* [Supplied data]:
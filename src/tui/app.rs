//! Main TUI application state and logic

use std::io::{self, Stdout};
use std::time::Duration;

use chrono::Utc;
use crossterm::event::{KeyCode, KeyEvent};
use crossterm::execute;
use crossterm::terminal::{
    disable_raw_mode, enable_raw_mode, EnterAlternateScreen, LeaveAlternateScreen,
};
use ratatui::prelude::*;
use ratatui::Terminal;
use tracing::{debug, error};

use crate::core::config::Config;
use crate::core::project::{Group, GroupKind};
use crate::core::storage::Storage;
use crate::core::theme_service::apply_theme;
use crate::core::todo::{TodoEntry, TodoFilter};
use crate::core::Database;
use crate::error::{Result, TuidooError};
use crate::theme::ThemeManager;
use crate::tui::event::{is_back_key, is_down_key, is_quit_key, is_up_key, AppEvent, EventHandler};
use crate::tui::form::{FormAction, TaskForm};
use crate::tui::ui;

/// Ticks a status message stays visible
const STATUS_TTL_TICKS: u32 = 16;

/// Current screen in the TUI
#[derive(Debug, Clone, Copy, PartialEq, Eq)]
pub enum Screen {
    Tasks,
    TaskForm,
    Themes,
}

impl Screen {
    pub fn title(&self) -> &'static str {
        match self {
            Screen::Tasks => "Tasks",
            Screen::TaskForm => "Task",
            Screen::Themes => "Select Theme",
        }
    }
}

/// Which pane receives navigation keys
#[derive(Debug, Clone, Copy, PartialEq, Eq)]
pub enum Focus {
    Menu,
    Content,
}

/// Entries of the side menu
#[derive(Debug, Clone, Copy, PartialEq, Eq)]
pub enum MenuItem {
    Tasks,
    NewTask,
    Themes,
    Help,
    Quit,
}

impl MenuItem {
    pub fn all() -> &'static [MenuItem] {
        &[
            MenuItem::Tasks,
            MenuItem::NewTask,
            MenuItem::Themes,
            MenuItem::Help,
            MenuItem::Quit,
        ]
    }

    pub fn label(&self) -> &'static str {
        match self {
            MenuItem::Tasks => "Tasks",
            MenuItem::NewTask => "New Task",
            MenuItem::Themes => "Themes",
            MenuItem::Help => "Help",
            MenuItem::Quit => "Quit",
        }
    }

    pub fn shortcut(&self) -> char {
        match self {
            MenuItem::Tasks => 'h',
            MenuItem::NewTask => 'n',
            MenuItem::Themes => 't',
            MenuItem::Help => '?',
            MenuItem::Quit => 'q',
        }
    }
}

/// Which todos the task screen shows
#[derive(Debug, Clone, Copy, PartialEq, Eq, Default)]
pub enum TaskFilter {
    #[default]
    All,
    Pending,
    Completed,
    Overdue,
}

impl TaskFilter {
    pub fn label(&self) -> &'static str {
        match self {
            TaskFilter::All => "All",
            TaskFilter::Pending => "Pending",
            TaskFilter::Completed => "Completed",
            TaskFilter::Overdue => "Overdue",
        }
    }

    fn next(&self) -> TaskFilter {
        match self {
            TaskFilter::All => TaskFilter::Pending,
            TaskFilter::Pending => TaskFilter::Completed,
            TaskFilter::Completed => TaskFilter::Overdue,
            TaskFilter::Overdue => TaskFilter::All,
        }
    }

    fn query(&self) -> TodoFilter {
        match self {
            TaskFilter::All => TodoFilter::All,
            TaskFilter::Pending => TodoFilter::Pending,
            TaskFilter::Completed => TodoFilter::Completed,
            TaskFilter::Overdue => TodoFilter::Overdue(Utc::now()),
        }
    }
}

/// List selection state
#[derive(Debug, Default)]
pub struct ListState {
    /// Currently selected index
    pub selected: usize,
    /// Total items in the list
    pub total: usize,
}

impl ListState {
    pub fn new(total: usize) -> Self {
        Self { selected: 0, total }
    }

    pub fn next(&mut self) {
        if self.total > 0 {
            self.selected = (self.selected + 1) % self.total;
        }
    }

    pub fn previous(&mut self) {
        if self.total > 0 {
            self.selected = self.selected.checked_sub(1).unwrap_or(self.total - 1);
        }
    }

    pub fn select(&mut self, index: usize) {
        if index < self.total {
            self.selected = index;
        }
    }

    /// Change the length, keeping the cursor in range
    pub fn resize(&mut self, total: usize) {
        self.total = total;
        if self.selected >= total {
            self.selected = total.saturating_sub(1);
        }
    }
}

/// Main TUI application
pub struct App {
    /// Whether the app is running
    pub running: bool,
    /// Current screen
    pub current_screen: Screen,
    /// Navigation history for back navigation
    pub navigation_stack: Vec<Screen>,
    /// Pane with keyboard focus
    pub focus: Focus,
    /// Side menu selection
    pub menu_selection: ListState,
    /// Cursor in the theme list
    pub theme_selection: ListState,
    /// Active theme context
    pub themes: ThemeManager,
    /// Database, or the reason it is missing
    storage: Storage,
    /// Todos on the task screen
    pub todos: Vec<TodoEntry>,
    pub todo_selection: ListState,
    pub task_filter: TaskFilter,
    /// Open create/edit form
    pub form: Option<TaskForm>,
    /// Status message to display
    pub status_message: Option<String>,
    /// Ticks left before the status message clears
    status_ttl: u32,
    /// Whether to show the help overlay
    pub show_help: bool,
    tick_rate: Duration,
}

* [Problem to solve]: If a line in the entries above includes "struct", count it; report the total alone.

* [Written solution]: 2